▶ **Work instruction**
Search the data for the word "tracing" and copy every line where it occurs.

▶ **Material for the task**

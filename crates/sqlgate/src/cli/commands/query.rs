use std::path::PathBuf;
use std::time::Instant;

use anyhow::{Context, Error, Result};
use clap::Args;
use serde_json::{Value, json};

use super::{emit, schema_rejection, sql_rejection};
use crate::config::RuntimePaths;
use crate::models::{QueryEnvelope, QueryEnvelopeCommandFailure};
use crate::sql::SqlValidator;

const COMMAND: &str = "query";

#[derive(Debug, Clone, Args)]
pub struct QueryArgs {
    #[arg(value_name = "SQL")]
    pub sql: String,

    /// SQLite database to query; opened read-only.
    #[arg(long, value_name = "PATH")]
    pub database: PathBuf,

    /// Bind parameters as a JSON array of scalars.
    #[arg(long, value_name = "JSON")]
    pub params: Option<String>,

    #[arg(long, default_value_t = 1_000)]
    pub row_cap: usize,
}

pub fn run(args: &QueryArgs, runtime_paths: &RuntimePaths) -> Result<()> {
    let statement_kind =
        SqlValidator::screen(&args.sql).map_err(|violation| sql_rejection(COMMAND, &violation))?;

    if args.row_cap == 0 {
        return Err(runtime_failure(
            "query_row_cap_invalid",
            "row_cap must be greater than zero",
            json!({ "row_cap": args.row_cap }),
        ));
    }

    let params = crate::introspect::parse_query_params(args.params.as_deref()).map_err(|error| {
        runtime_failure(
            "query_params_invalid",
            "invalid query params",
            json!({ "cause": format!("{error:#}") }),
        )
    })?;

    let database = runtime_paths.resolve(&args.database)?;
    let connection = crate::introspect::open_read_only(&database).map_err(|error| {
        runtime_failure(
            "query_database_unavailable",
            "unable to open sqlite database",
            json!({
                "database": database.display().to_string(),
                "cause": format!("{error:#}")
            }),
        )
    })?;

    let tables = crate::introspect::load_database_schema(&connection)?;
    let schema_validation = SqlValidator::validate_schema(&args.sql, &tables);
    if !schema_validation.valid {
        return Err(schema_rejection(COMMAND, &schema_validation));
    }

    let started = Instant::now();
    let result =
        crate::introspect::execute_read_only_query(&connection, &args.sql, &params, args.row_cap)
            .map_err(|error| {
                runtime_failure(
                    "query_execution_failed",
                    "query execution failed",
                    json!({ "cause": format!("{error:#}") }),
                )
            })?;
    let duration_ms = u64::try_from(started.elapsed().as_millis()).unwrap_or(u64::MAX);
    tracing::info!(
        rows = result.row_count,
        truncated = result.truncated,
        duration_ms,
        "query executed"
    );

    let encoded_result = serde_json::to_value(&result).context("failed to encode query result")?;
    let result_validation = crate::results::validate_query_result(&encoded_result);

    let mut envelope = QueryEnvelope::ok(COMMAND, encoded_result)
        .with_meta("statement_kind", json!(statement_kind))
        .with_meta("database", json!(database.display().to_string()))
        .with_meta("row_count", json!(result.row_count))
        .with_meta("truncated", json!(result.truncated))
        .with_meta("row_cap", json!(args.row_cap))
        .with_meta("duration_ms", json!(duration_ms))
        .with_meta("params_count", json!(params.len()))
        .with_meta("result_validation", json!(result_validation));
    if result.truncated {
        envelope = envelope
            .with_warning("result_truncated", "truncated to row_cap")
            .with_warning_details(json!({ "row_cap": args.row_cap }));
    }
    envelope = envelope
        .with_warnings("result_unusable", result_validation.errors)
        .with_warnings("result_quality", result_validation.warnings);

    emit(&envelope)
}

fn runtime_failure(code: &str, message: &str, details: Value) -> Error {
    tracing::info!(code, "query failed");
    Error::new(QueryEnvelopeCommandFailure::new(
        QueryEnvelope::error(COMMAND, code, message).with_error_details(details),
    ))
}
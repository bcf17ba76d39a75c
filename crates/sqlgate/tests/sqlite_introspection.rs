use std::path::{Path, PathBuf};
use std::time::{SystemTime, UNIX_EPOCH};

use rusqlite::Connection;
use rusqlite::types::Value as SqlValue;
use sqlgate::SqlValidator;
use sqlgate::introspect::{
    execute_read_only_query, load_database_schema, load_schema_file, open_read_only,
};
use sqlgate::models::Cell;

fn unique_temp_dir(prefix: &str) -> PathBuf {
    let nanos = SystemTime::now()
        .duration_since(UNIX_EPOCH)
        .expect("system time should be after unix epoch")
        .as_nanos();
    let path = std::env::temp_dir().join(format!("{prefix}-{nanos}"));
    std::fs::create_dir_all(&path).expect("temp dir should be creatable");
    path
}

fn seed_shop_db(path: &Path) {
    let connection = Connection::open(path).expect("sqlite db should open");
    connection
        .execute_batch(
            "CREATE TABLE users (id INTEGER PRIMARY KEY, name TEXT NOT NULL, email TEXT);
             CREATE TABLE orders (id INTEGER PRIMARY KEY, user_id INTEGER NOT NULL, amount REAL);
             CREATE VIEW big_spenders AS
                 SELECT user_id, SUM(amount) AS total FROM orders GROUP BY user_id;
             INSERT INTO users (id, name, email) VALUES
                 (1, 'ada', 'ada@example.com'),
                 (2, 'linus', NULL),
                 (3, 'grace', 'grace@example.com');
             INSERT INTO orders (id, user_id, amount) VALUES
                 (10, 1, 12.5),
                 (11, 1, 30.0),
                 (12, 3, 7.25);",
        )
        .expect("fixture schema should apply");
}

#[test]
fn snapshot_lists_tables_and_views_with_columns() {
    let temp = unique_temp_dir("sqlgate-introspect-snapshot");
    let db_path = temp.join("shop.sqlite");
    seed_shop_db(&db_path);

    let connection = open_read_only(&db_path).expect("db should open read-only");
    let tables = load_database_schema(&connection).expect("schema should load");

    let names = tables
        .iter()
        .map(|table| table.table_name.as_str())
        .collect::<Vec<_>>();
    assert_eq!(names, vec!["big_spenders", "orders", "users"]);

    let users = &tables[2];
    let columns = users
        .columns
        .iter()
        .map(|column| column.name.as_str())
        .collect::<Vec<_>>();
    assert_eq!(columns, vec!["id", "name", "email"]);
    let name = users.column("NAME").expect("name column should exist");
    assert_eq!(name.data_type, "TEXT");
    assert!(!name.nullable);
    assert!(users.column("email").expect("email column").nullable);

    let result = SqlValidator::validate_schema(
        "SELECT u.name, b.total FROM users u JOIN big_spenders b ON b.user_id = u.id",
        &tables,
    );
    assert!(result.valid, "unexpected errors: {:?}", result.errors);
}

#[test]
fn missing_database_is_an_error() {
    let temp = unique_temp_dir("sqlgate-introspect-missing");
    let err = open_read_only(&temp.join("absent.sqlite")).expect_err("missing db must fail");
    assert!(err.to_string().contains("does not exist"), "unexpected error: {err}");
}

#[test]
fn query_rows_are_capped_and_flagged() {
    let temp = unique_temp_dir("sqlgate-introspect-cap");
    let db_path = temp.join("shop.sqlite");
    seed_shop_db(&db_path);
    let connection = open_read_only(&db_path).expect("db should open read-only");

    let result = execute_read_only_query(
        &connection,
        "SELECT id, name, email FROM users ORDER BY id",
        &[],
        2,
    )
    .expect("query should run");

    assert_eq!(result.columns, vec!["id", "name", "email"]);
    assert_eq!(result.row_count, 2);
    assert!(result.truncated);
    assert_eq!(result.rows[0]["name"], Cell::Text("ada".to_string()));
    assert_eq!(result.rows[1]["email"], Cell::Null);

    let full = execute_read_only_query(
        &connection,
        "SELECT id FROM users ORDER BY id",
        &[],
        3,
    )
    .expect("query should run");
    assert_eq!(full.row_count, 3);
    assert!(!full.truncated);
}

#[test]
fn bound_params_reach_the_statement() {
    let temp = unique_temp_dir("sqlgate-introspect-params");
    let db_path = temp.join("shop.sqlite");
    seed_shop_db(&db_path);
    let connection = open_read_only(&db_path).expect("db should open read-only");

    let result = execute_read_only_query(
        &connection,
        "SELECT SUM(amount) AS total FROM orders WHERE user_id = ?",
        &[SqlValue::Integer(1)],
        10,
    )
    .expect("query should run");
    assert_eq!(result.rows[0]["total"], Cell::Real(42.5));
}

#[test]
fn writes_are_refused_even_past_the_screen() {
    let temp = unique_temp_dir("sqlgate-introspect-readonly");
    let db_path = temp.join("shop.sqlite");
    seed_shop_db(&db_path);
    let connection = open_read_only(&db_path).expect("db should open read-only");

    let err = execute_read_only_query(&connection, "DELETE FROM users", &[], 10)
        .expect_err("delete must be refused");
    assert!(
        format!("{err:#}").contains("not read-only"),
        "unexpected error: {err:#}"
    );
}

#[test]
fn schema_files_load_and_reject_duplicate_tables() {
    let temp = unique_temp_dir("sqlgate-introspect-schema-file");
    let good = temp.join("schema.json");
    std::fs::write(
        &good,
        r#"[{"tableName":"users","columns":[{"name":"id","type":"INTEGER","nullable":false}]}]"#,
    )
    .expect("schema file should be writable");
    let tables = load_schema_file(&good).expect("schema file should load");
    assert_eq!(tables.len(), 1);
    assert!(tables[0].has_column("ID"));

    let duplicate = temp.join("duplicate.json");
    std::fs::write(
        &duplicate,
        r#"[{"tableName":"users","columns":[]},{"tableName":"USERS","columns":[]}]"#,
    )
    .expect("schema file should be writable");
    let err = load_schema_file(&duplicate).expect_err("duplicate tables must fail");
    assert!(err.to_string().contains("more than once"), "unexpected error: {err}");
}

▶ **Response area**
    tracing::info!(
    tracing::info!(code, "query failed");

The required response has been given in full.